Comment meurent les démocraties

Steven Levitsky et Daniel Ziblatt, La mort des démocraties, Calman Lévy, 2019

Le titre original, How democracies die, est plus explicite. Les auteurs cherchent à expliquer l’affaiblissement des régimes démocratiques constaté dans le Monde actuellement. Leur analyse est plus une analyse des processus que des causes profondes, rapidement esquissées dans les dernières pages, mais c’est très intéressant. Nous en retirons trois idées force.

Le fonctionnement satisfaisant de la démocratie américaine au niveau fédéral entre 1865 et les années 1980 reposait sur des principes de respect mutuel, de tempérance et de de retenue entre adversaires démocrates et républicains. Ce sont ces pratiques respectueuses plus que les textes de la constitution. Mais cet accord reposait sur l’exclusion d’une partie de la population, des Noirs, que les démocrates du sud avaient privé de fait de leurs doits de vote acquis après la guerre de sécession, par des manœuvres juridiques (obligation de savoir lire, procédures d’inscription sur les listes électorales…). Le corps électoral national était donc suffisamment homogène pour passer des compromis.
La lutte pour les droits civiques qui aboutit dans les années 1970 à redonner aux Noirs la capacité de voter fait voler en éclats ce compromis. Les Noirs et les Hispaniques votent majoritairement pour le parti démocrate, rejetant les protestant blancs et les catholiques conservateurs vers le parti républicain. Les républicains sont donc en situation de danger et vont prendre tous les moyens pour prendre ou garder le pouvoir. C’est le grand enjeu des USA aujourd’hui mais aussi de nombreuses démocraties, comment les faire vivre avec une société multiethnique ?

Il faudrait pour cela, écrivent les auteurs, que les partis soient eux mêmes représentatifs des diversités de population, au lieu de ne représenter chacun qu’un côté des intérêts en place. Car, et c’est le second enseignement, c’est le rôle de filtre des partis qui permet d’éviter que des extrémistes soient élus. Des extrémistes présentés par des partis ont beaucoup de chance d’être élus, seul la classe politique expérimentée peut leur faire barrage en ne leur donnant pas l’investiture. C’est ce qui a fonctionné longtemps, mais qui a échoué avec Trump.

Troisième enseignement, le dépérissement des démocraties se fait en général par des personnes arrivant régulièrement au pouvoir, de Hitler et Mussolini à Trump, et ensuite modifiant les règles, les nominations, les usages, de manière à orienter vers un régime non démocratique. Il n’y a pas besoin de coup d’Etat, ni en Allemagne ou en Italie avant guerre, ni au Venezuela, en Chine ou en Afrique actuellement. Cela peut arriver partout, à tout moment.
C’est ce qui est en cours aux USA avec la modification, de nouveau, des règles de vote dans les États du sud pour limiter le vote des minorités ethniques ou les concentrée dans des territoires.

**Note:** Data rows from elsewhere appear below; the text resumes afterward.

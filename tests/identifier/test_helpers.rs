//! Shared state for identifier resolution scenarios.

use rstest::fixture;
use rstest_bdd::Slot;
use rstest_bdd_macros::ScenarioState;
use spawn::Manifest;

pub const MANIFEST: &str = r#"{
    "agents": {
        "claude": { "name": "Claude Code" },
        "aider": { "name": "Aider" },
        "goose": { "name": "Goose" }
    },
    "clouds": {
        "hetzner": { "name": "Hetzner Cloud" },
        "sprite": { "name": "Sprite" }
    },
    "matrix": {
        "hetzner/claude": "implemented",
        "sprite/claude": "missing"
    }
}"#;

/// Which manifest namespace a lookup targets.
#[derive(Clone, Copy, Debug)]
pub enum Namespace {
    Agent,
    Cloud,
}

#[derive(Default, ScenarioState)]
pub struct IdentifierState {
    pub manifest: Slot<Manifest>,
    pub resolved: Slot<Option<String>>,
    pub suggestion: Slot<Option<String>>,
}

impl IdentifierState {
    /// Resolves `input` and records both the match and the suggestion.
    pub fn lookup(&self, namespace: Namespace, input: &str) {
        let (resolved, suggestion) = self
            .manifest
            .with_ref(|manifest| match namespace {
                Namespace::Agent => (
                    manifest.resolve_agent(input).map(str::to_owned),
                    manifest.suggest_agent(input).map(str::to_owned),
                ),
                Namespace::Cloud => (
                    manifest.resolve_cloud(input).map(str::to_owned),
                    manifest.suggest_cloud(input).map(str::to_owned),
                ),
            })
            .unwrap_or_else(|| panic!("manifest should be loaded before resolving"));
        self.resolved.set(resolved);
        self.suggestion.set(suggestion);
    }
}

#[fixture]
pub fn identifier_state() -> IdentifierState {
    IdentifierState::default()
}
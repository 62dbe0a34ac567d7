//! Fixtures and the provisioning harness for lifecycle scenarios.

use std::fs;
use std::sync::Arc;
use std::time::Duration;

use camino::Utf8PathBuf;
use rstest::fixture;
use rstest_bdd::Slot;
use rstest_bdd_macros::ScenarioState;
use spawn::backoff::RetryPolicy;
use spawn::credentials::{
    CredentialEnv, CredentialResolver, CredentialSpec, ProviderCredentials,
};
use spawn::inject::EnvInjector;
use spawn::ssh_key::SshKeyManager;
use spawn::test_support::{FakeAdapter, MemoryCredentialStore, ScriptedReader, ScriptedRunner};
use spawn::{ErrorKind, Provisioner, ProvisioningContext, TempTracker};
use tempfile::TempDir;
use tokio::runtime::Builder;

const FINGERPRINT_LINE: &str = "256 MD5:3b:9f:aa:01 spawn (ED25519)\n";

/// Observable result of one provisioning run.
#[derive(Clone, Debug)]
pub struct Outcome {
    pub ip: Option<String>,
    pub message: Option<String>,
    pub kind: Option<ErrorKind>,
    pub exit_code: i32,
    pub staged_files: usize,
}

#[derive(Default, ScenarioState)]
pub struct ProvisioningState {
    pub adapter: Slot<FakeAdapter>,
    pub outcome: Slot<Outcome>,
}

impl ProvisioningState {
    /// Applies `update` to the configured adapter.
    pub fn rebuild_adapter(&self, update: impl FnOnce(FakeAdapter) -> FakeAdapter) {
        let adapter = self
            .adapter
            .take()
            .unwrap_or_else(|| panic!("adapter should be configured first"));
        self.adapter.set(update(adapter));
    }

    /// Runs `check` against the configured adapter.
    pub fn with_adapter<R>(&self, check: impl FnOnce(&FakeAdapter) -> R) -> R {
        self.adapter
            .with_ref(check)
            .unwrap_or_else(|| panic!("adapter should be configured first"))
    }

    /// Outcome recorded by the provisioning step.
    pub fn outcome(&self) -> Outcome {
        self.outcome
            .get()
            .unwrap_or_else(|| panic!("provisioning should have run"))
    }
}

#[fixture]
pub fn provisioning_state() -> ProvisioningState {
    ProvisioningState::default()
}

pub fn hetzner_adapter() -> FakeAdapter {
    FakeAdapter::new(ProviderCredentials::new(
        "hetzner",
        vec![CredentialSpec::new("HCLOUD_TOKEN", "api_token")],
    ))
    .with_ip_env_var("HETZNER_SERVER_IP")
}

struct Workspace {
    _dir: TempDir,
    root: Utf8PathBuf,
}

impl Workspace {
    fn new() -> Self {
        let dir = TempDir::new().unwrap_or_else(|err| panic!("create temp dir: {err}"));
        let root = Utf8PathBuf::from_path_buf(dir.path().to_path_buf())
            .unwrap_or_else(|path| panic!("temp dir should be utf8: {}", path.display()));
        for sub in ["keys", "staging"] {
            fs::create_dir_all(root.join(sub))
                .unwrap_or_else(|err| panic!("create {sub} dir: {err}"));
        }
        fs::write(root.join("keys/id_ed25519"), "private")
            .unwrap_or_else(|err| panic!("write private key: {err}"));
        fs::write(root.join("keys/id_ed25519.pub"), "ssh-ed25519 AAAA spawn\n")
            .unwrap_or_else(|err| panic!("write public key: {err}"));
        Self { _dir: dir, root }
    }

    fn staged_files(&self) -> usize {
        fs::read_dir(self.root.join("staging"))
            .unwrap_or_else(|err| panic!("read staging dir: {err}"))
            .count()
    }
}

/// Provisions through `adapter` on a paused clock and records the outcome.
pub fn run_provisioning(adapter: &FakeAdapter) -> Outcome {
    let workspace = Workspace::new();
    let keygen = ScriptedRunner::new();
    keygen.push_output(Some(0), FINGERPRINT_LINE, "");
    let provisioner = Provisioner::new(
        CredentialResolver::new(MemoryCredentialStore::default(), ScriptedReader::default()),
        SshKeyManager::new(keygen, "ssh-keygen"),
        workspace.root.join("keys/id_ed25519"),
        EnvInjector::new(workspace.root.join("staging")),
    )
    .with_retry_policy(RetryPolicy::new(
        Duration::from_secs(1),
        Duration::from_secs(4),
        3,
    ));
    let mut ctx = ProvisioningContext::new(
        CredentialEnv::from_pairs([("HCLOUD_TOKEN", "tok-123")]),
        Arc::new(TempTracker::new(ScriptedRunner::new(), "shred")),
    );
    let payload = vec![(String::from("OPENROUTER_API_KEY"), String::from("sk-or-1"))];

    let runtime = Builder::new_current_thread()
        .enable_time()
        .start_paused(true)
        .build()
        .unwrap_or_else(|err| panic!("build runtime: {err}"));
    let result = runtime.block_on(provisioner.provision(adapter, &mut ctx, &payload));

    let (ip, message, kind, code) = match result {
        Ok(provisioned) => (Some(provisioned.ip), None, None, 0),
        Err(err) => (
            None,
            Some(err.to_string()),
            Some(err.kind()),
            err.exit_code(),
        ),
    };
    let exit_code = ctx.tracker().cleanup(code);
    Outcome {
        ip,
        message,
        kind,
        exit_code,
        staged_files: workspace.staged_files(),
    }
}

Dans les dernières pages les auteurs citent l’augmentation des inégalités comme une des causes de l’augmentation des tensions et des conflits dans les démocraties. En proposant des mesures palliatives mais cosmétiques, sans aller au fond (mais ce sont des politistes universitaires, pas des économistes). L’enjeu est donc double : comment faire en sorte que la diversité raciale, sociale et économique soit représentée, tout en évitant une polarisation des positions qui incite à une pratique non respectueuse des règles de la démocratie ? Il nous semble que c’est en réduisant les inégalités à la base, inégalités de revenu, de patrimoine, de services dans les territoires. Il ne sera pas possible de faire vivre les démocraties avec des sociétés de plus en plus inégalitaires. Dans l’histoire les sociétés inégalitaires ont toujours soit exclu une part de la population (les esclaves dans la démocratie grecque, les palestiniens en Israël), soit ont établi ou conservé un régime non démocratique (les Émirats arabes unis).

On rejoint ainsi la question de la transition écologique qui peut soit mettre à mal la démocratie et aboutir à un régime autoritaire si elle est menée sans réduire en même temps les inégalités, soit échouer si l’impératif des compromis démocratiques se fait au détriment de cette transition. La réduction des inégalités, donc de la place du capital dans l’économie, est primordiale.